Mexican human rights activist (1994–2021)

Gladys Aranza Ramos Gurrola (1994–2021) was a Mexican human rights activist. A member of Madres Buscadoras de Sonora, she was murdered while searching for her husband, Bryan Omar Celaya Alvarado, who had disappeared in 2020.

== Activism ==
On 6 December 2020, Ramos's husband Bryan was abducted by armed individuals while in his vehicle. Following his disappearance, Ramos reached out to several organisations supporting the families of missing people in Sonora, including Guerreras Buscadoras de Sonora, Madres Buscadoras de Sonora, and Buscadoras por la Paz, and began taking part in searches for both her husband and other missing people.

== Murder and investigation ==
On 15 July 2021, Ramos had returned to her home in Guaymas from a field search with members of the Local Search Commission. At around 23:00, three individuals in a green Nissan Frontier parked outside her home and forcibly removed her from the house; she was transported a few streets away, where she was executed at a site described as an "active extermination zone" by several human rights groups.

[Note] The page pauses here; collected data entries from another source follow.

//! Command-line interface definitions for dupestream.
//!
//! This module defines all CLI arguments using the clap derive API. The
//! application has a single operation — scan a directory tree — so there
//! are no subcommands, only the scan target and its options.
//!
//! # Example
//!
//! ```bash
//! # Find duplicates under a directory with the default worker pool
//! dupestream ~/Downloads
//!
//! # Use eight consumer workers, skip symlinks and empty files
//! dupestream ~/Downloads --threads 8 --skip-links --skip-empty
//!
//! # Verbose mode for debugging
//! dupestream -v ~/Downloads
//! ```

use clap::Parser;
use std::path::PathBuf;

use crate::duplicates::DEFAULT_WORKERS;

/// Concurrent duplicate file finder.
///
/// Dupestream walks a directory tree on a producer thread and classifies
/// every discovered file on a pool of consumer workers. Regular files are
/// compared by content hash (BLAKE3), empty files by name, and symbolic
/// links by resolved target path. Duplicates are reported as log lines;
/// nothing on disk is ever modified.
#[derive(Debug, Parser)]
#[command(name = "dupestream")]
#[command(author, version, about, long_about = None)]
pub struct Cli {
    /// Root directory to search for duplicates
    #[arg(value_name = "PATH")]
    pub path: PathBuf,

    /// Number of consumer worker threads (must be at least 1)
    #[arg(
        short,
        long,
        value_name = "N",
        default_value_t = DEFAULT_WORKERS,
        value_parser = parse_workers
    )]
    pub threads: usize,

    /// Skip symbolic links entirely
    #[arg(long)]
    pub skip_links: bool,

    /// Skip empty files entirely
    #[arg(long)]
    pub skip_empty: bool,

    /// Increase verbosity level (-v for debug, -vv for trace)
    #[arg(short, long, action = clap::ArgAction::Count)]
    pub verbose: u8,

    /// Suppress all output except errors
    #[arg(short, long, conflicts_with = "verbose")]
    pub quiet: bool,

    /// Emit errors as JSON on stderr (for scripting)
    #[arg(long)]
    pub json_errors: bool,
}

/// Parse and validate the worker count argument.
fn parse_workers(value: &str) -> Result<usize, String> {
    let workers: usize = value
        .parse()
        .map_err(|_| format!("'{value}' is not a valid number"))?;
    if workers == 0 {
        return Err("worker count must be at least 1".to_string());
    }
    Ok(workers)
}

#[cfg(test)]
mod tests {
    use super::*;

    #[test]
    fn test_parse_minimal() {
        let cli = Cli::try_parse_from(["dupestream", "/tmp"]).unwrap();
        assert_eq!(cli.path, PathBuf::from("/tmp"));
        assert_eq!(cli.threads, DEFAULT_WORKERS);
        assert!(!cli.skip_links);
        assert!(!cli.skip_empty);
        assert_eq!(cli.verbose, 0);
        assert!(!cli.quiet);
    }

    #[test]
    fn test_parse_all_flags() {
        let cli = Cli::try_parse_from([
            "dupestream",
            "/data",
            "--threads",
            "8",
            "--skip-links",
            "--skip-empty",
            "-vv",
        ])
        .unwrap();
        assert_eq!(cli.threads, 8);
        assert!(cli.skip_links);
        assert!(cli.skip_empty);
        assert_eq!(cli.verbose, 2);
    }

    #[test]
    fn test_missing_path_is_rejected() {
        assert!(Cli::try_parse_from(["dupestream"]).is_err());
    }

    #[test]
    fn test_zero_threads_rejected() {
        let result = Cli::try_parse_from(["dupestream", "/tmp", "--threads", "0"]);
        assert!(result.is_err());
    }

    #[test]
    fn test_non_numeric_threads_rejected() {
        let result = Cli::try_parse_from(["dupestream", "/tmp", "--threads", "many"]);
        assert!(result.is_err());
    }

    #[test]
    fn test_quiet_conflicts_with_verbose() {
        let result = Cli::try_parse_from(["dupestream", "/tmp", "-q", "-v"]);
        assert!(result.is_err());
    }
}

The men in the car were later identified by the Sonora Prosecutor's Office as Daniel N., Marco Antonio N. and José Martín N., with the man who killed her identified as José Guadalupe N., also known by the alias "El Tepo".

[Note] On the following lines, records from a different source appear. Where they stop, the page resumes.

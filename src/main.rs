//! Dupestream - Concurrent Duplicate File Finder
//!
//! Entry point for the dupestream CLI application.

use clap::Parser;
use dupestream::{
    cli::Cli,
    error::{ExitCode, StructuredError},
};

fn main() {
    // Parse command-line arguments
    let cli = Cli::parse();
    let json_errors = cli.json_errors;

    // Run the application logic
    match dupestream::run_app(cli) {
        Ok(code) => std::process::exit(code.as_i32()),
        Err(err) => {
            let exit_code = ExitCode::GeneralError;

            // Report the error
            if json_errors {
                let structured = StructuredError::new(&err, exit_code);
                if let Ok(json) = serde_json::to_string_pretty(&structured) {
                    eprintln!("{}", json);
                } else {
                    eprintln!("[{}] Error: {}", exit_code.code_prefix(), err);
                }
            } else {
                eprintln!("[{}] Error: {}", exit_code.code_prefix(), err);
            }

            std::process::exit(exit_code.as_i32());
        }
    }
}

The Sonora Attorney General's Office released a statement linking Ramos's murder to her investigation into the disappearance of her husband, and described her killing as a "femicide", calling on federal, state and municipal authorities to "intensify efforts against impunity". In February 2022, six months after Ramos's murder, the Sonora Attorney General's Office announced that Marco Antonio N., also known as "El Chamelón", had been arrested following a joint mission by the Mexican Navy and Sonora State Public Security forces. On 14 July 2023, Marco Antonio N. was sentenced to 63 years in prison, in addition to a 371,661.50 MXN fine, for Ramos's murder. It was revealed that at the time of his arrest, Marco Antonio N. had been found holding several people hostage at a house in Ejido Estación Ortiz. It was also confirmed that José Guadalupe N., who had shot Ramos, had been himself murdered on 6 August 2021.

== Legacy ==
A coalition of missing people groups in Sonora issued a joint statement calling on both the outgoing and incoming governments of Sonora, as well as the federal government, to not allow Ramos's murder to go "unpunished or unnoticed". It also demanded the protection of the families of missing people, as well as those searching for them, commenting that "they are killing us". On 18 July 2021, the National Human Rights Commission (CNDH) issued a statement condemning Ramos's murder and urging the Sonora authorities to conduct a "thorough and prompt" investigation. President of Mexico Andrés Manuel López Obrador condemned Ramos's murder, stating that his government would "continue to protect all women", stating that there was "no impunity" for the perpetrators of violence.

The Mexican office of the United Nations High Commissioner for Human Rights condemned Ramos's murder and called for authorities to commit to a "thorough" investigation, including exploring the connections between her death and her activism, and to provide support for her family, including her orphaned daughter.